The revolutionary mindset is certainly not restricted to those who desire progress, however. In the vacuum of power created by the fallen First Republic of France, a young Corsican general stepped up to lead, eventually amassing more centralized power than the late King Louis XVI. This revolution was “conservative” in the sense that it played on the desires of people to return to a lost time of stability.
Here we have a dichotomy of desires. One side tempts us to return to a time in the past perceived to be an ideal. Another wants to fight for an ideal time in the future. Both of these ideas are revolutionary in that they believe these things are within the power of man. This earthly hope is necessary in a revolutionary.
For us, this dichotomy is manifest by the “liberal and conservative” political spectrum. Both see each other as a political oppressor to be overcome. One finds it insane to want more “progress” and the other is baffled by the idea progress could be shunned. I mean, come on, it’s 20xx, people! Another side earnestly believes things used to be better before [insert president here], and we should return to that place.
Despite their earnestness, each side casts the other’s desire as ridiculous. Really, neither are incorrect. They’re both ridiculous. One wants to bring heaven to earth and the other longs for an ideal past that hasn’t existed since Eden. Yet “liberals” continue to push the progressive envelope and “conservatives” continue to pine for a bygone day somehow resembling both the 1950s and the 1300s.
Both of these come from a desire for earthly perfection, the impossibility of which some Christians even refuse to see. Yet these two takes on earthly perfection are different enough to create strong division. Both swear up and down that the other is Fascist or Communist and runs so fast in the other direction they actually become the thing they are being accused of.

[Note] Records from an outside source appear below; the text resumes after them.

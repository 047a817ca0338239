//! PostgreSQL implementation of the document-store seam.
//!
//! The single-open-chat invariant is enforced by a partial unique index on
//! `chats(user_id) WHERE status IN ('pending','active')`; concurrent
//! inserts for the same user serialize on the index and the loser maps to
//! a conflict.

use async_trait::async_trait;
use chrono::{DateTime, Utc};
use sqlx::PgPool;
use sqlx::postgres::PgPoolOptions;
use uuid::Uuid;

use super::Store;
use crate::config::GatewayConfig;
use crate::domain::{
    ChannelId, Chat, ChatId, ChatStatus, Conversation, ConversationId, IdentityId, Message,
    MessageId, Notification, NotificationId, Role,
};
use crate::error::GatewayError;

/// PostgreSQL-backed store using `sqlx::PgPool`.
#[derive(Debug, Clone)]
pub struct PostgresStore {
    pool: PgPool,
}

type ChatRow = (
    Uuid,
    Uuid,
    Option<Uuid>,
    String,
    String,
    DateTime<Utc>,
    DateTime<Utc>,
);

type MessageRow = (Uuid, String, Uuid, Uuid, String, String, DateTime<Utc>);

type NotificationRow = (Uuid, Option<Uuid>, String, String, bool, DateTime<Utc>);

impl PostgresStore {
    /// Connects to PostgreSQL and bootstraps the schema.
    ///
    /// # Errors
    ///
    /// Returns a [`GatewayError::Persistence`] if the pool cannot be
    /// created or the schema statements fail.
    pub async fn connect(config: &GatewayConfig) -> Result<Self, GatewayError> {
        let pool = PgPoolOptions::new()
            .max_connections(config.database_max_connections)
            .acquire_timeout(std::time::Duration::from_secs(
                config.database_connect_timeout_secs,
            ))
            .connect(&config.database_url)
            .await
            .map_err(|e| GatewayError::Persistence(e.to_string()))?;

        let store = Self { pool };
        store.init_schema().await?;
        Ok(store)
    }

    /// Creates a store over an existing pool (tests, embedded setups).
    #[must_use]
    pub fn new(pool: PgPool) -> Self {
        Self { pool }
    }

    async fn init_schema(&self) -> Result<(), GatewayError> {
        let statements = [
            "CREATE TABLE IF NOT EXISTS chats (
                id UUID PRIMARY KEY,
                user_id UUID NOT NULL,
                admin_id UUID,
                status TEXT NOT NULL,
                category TEXT NOT NULL,
                last_message TIMESTAMPTZ NOT NULL,
                created_at TIMESTAMPTZ NOT NULL
            )",
            "CREATE UNIQUE INDEX IF NOT EXISTS idx_chats_open_per_user
                ON chats (user_id) WHERE status IN ('pending', 'active')",
            "CREATE TABLE IF NOT EXISTS conversations (
                id UUID PRIMARY KEY,
                user_id UUID NOT NULL UNIQUE,
                last_message TEXT NOT NULL,
                last_message_time TIMESTAMPTZ NOT NULL
            )",
            "CREATE TABLE IF NOT EXISTS messages (
                seq BIGSERIAL PRIMARY KEY,
                id UUID NOT NULL,
                channel_kind TEXT NOT NULL,
                channel_id UUID NOT NULL,
                sender_id UUID NOT NULL,
                sender_role TEXT NOT NULL,
                content TEXT NOT NULL,
                created_at TIMESTAMPTZ NOT NULL
            )",
            "CREATE INDEX IF NOT EXISTS idx_messages_channel
                ON messages (channel_kind, channel_id, seq)",
            "CREATE TABLE IF NOT EXISTS notifications (
                id UUID PRIMARY KEY,
                target_id UUID,
                title TEXT NOT NULL,
                description TEXT NOT NULL,
                is_read BOOLEAN NOT NULL,
                created_at TIMESTAMPTZ NOT NULL
            )",
        ];
        for statement in statements {
            sqlx::query(statement)
                .execute(&self.pool)
                .await
                .map_err(|e| GatewayError::Persistence(e.to_string()))?;
        }
        Ok(())
    }
}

The fact that the accusations of both sides are references to historically revolutionary states is no coincidence. We recognize as evil in our enemies something we refuse to recognize in ourselves. By refusing to recognize the log in our own eye, we drift further apart.
So, What Do We Do?
This is an important question, but it is secondary. Ironically, the very question is revolutionary. When faced with some injustice or wrong thinking our revolutionary brains spring into action and ask, “Who do I fight?” It’s a misguided nobility.
The real first step is not action; this is the lie that revolution has fed us. When we are fired up, any action will satisfy, even impotent actions like tweeting.
As revolutionary addicts, we first need to admit we have a problem and then seek to make amends. We need to examine what the scope of the problem is. What ideologies led to the revolutionary mindset? What was good/bad about that ideological system? How has that system affected me?
We have lived in the revolutionary age for five hundred years. Back then, we just called them “reformations” but the spirit is the same. This spirit predates us, our country, and even the Christian faith. The first act against God was a failed revolution.
The good news is, there are ways to break free of the revolutionary mindset personally. We can refuse to identify with the left, right, or the ever-disappearing center and just say “You know what? I’m not playing.” We can choose to live a life of peace amidst the modern revolutionary mindset and move on to a higher ideology: one that builds on the past and reforms it, instead of seeking its destruction.
To do that on a global scale, however? That will take many revolutions.[1]
[1] Revolutions of the earth around the sun, that is. I’m sorry, I couldn’t help myself.